## Instructions for the task:
Report the lines of the data below that contain the string "PathBuf".

(Stored data entries)
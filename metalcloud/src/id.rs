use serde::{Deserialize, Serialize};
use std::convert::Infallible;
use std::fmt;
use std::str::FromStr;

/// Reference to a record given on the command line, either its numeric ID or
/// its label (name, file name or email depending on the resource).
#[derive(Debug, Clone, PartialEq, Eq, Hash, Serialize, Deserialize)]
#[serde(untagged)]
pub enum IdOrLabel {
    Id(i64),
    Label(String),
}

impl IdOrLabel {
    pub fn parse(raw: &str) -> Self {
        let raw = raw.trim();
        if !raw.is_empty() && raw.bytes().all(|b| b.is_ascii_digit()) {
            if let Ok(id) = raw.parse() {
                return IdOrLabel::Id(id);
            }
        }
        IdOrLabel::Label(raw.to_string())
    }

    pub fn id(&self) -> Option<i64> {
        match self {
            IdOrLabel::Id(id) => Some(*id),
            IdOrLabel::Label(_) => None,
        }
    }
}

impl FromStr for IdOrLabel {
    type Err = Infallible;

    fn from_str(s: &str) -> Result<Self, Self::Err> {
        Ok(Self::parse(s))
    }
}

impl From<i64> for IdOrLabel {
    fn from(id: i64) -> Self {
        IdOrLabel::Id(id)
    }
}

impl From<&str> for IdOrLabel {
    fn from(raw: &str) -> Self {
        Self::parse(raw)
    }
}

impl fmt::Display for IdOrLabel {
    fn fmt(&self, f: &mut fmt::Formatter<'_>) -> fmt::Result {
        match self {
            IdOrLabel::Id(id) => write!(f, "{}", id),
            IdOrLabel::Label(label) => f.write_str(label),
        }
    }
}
==
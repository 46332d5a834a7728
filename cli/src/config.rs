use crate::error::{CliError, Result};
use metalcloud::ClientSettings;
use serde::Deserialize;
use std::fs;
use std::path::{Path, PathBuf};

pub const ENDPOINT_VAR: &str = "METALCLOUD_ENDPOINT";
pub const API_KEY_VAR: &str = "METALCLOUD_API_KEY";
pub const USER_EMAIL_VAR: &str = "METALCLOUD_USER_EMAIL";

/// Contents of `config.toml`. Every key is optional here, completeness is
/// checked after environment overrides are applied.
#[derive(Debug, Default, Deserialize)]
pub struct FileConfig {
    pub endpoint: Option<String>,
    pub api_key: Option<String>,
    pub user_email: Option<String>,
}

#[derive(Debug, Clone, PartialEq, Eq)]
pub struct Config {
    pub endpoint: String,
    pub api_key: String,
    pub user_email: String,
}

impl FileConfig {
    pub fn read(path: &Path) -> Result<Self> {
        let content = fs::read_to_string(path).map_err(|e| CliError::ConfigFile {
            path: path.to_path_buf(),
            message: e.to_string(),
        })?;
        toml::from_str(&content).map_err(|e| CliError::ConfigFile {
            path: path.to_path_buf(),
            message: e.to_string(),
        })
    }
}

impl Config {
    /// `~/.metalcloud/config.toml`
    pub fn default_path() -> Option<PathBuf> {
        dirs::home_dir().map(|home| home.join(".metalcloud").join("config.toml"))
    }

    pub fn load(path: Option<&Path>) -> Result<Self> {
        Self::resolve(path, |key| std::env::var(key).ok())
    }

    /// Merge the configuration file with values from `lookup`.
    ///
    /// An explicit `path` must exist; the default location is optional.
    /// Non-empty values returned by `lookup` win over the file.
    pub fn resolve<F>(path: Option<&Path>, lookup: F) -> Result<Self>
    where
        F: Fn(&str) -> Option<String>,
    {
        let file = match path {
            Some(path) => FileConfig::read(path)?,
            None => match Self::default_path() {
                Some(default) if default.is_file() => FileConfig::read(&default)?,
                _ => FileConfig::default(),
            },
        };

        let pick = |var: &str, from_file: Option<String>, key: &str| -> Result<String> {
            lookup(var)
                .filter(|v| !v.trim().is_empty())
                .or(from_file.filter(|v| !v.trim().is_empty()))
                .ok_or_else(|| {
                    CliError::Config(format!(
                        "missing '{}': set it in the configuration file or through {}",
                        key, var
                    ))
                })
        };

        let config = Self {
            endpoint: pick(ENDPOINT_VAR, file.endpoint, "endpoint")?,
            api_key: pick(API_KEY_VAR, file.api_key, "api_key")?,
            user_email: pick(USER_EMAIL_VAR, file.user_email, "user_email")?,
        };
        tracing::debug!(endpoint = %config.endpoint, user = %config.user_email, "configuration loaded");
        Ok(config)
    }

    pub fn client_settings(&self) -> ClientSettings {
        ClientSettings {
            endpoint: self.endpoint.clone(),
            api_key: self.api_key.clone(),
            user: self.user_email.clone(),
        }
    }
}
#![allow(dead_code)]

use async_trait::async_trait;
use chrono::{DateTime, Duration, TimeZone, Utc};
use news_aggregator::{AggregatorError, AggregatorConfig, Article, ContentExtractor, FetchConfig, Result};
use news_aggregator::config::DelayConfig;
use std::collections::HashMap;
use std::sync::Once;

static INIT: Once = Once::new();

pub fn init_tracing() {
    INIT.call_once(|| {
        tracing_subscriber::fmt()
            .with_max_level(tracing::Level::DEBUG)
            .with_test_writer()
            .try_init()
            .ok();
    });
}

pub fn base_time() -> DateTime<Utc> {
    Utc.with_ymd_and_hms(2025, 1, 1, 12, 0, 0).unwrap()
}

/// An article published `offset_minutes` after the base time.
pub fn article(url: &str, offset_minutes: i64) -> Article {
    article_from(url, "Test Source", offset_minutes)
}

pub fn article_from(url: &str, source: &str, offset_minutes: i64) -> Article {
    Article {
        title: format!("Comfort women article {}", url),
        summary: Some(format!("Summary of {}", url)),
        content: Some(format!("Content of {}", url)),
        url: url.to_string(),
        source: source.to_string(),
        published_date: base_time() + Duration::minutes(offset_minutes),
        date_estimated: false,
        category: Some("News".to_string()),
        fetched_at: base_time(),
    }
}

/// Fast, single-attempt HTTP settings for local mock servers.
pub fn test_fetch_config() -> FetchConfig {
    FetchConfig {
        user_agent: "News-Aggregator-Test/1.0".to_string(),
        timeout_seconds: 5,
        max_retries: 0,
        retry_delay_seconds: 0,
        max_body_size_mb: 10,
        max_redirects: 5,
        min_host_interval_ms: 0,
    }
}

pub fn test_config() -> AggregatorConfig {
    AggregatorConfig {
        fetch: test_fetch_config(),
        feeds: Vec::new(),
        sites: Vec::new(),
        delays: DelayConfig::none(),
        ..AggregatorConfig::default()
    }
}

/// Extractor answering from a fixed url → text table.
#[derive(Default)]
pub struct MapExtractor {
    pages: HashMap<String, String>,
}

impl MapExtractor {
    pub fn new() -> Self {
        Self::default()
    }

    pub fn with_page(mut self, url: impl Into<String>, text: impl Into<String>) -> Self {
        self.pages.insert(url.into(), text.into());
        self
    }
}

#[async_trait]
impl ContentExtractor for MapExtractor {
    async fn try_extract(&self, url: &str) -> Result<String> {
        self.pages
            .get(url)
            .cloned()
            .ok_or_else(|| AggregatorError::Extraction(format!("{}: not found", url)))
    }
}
==
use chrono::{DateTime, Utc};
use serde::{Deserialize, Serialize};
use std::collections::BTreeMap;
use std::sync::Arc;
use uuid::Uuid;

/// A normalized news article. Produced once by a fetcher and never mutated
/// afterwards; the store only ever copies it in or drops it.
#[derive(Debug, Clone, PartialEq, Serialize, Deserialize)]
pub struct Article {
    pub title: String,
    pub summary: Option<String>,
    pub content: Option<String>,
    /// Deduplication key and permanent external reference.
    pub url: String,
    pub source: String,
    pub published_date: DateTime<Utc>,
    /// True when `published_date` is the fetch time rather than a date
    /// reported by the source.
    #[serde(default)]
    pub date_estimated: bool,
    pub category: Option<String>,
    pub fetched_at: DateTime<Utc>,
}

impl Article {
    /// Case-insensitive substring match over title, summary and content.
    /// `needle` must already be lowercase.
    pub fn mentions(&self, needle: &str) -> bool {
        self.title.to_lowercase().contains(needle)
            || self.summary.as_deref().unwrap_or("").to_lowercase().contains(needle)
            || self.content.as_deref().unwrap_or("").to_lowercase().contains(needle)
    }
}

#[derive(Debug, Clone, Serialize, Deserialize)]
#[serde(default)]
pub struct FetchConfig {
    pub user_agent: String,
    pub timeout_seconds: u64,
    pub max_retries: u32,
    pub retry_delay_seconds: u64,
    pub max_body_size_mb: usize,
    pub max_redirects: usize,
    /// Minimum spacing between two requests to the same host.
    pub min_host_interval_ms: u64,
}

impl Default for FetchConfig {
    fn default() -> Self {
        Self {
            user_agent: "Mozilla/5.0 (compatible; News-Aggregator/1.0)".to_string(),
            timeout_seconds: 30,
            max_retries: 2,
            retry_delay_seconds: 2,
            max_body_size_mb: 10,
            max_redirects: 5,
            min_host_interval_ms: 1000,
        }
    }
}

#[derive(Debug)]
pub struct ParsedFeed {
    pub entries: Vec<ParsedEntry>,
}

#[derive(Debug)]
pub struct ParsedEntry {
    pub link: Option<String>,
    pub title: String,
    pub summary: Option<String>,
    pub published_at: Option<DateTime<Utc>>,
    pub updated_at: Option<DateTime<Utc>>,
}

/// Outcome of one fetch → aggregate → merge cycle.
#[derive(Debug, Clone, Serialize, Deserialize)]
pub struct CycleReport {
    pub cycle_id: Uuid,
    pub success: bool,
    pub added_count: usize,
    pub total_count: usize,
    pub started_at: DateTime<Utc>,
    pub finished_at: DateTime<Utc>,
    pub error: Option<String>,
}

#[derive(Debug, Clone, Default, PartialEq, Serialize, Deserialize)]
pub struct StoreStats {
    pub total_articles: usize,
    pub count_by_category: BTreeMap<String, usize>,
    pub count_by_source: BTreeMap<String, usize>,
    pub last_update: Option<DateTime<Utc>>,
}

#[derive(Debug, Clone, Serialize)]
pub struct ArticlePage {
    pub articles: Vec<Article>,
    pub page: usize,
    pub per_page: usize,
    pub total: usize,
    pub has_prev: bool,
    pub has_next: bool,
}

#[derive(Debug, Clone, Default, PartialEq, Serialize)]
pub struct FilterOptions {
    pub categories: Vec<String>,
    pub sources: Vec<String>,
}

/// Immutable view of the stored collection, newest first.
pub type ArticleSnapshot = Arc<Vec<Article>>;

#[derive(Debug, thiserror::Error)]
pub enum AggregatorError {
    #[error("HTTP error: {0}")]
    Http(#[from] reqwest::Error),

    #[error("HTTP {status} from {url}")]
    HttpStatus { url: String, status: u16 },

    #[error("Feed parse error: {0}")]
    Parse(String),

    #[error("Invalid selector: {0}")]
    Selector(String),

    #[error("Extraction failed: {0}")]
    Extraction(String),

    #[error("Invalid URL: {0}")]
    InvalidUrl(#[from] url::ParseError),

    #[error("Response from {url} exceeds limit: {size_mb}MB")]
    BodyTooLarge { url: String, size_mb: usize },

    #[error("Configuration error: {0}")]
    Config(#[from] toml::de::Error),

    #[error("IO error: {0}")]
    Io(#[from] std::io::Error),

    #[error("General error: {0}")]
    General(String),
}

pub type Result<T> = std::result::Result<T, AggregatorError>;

## Result below:
use std::path::{Path, PathBuf};
    pub fn default_path() -> Option<PathBuf> {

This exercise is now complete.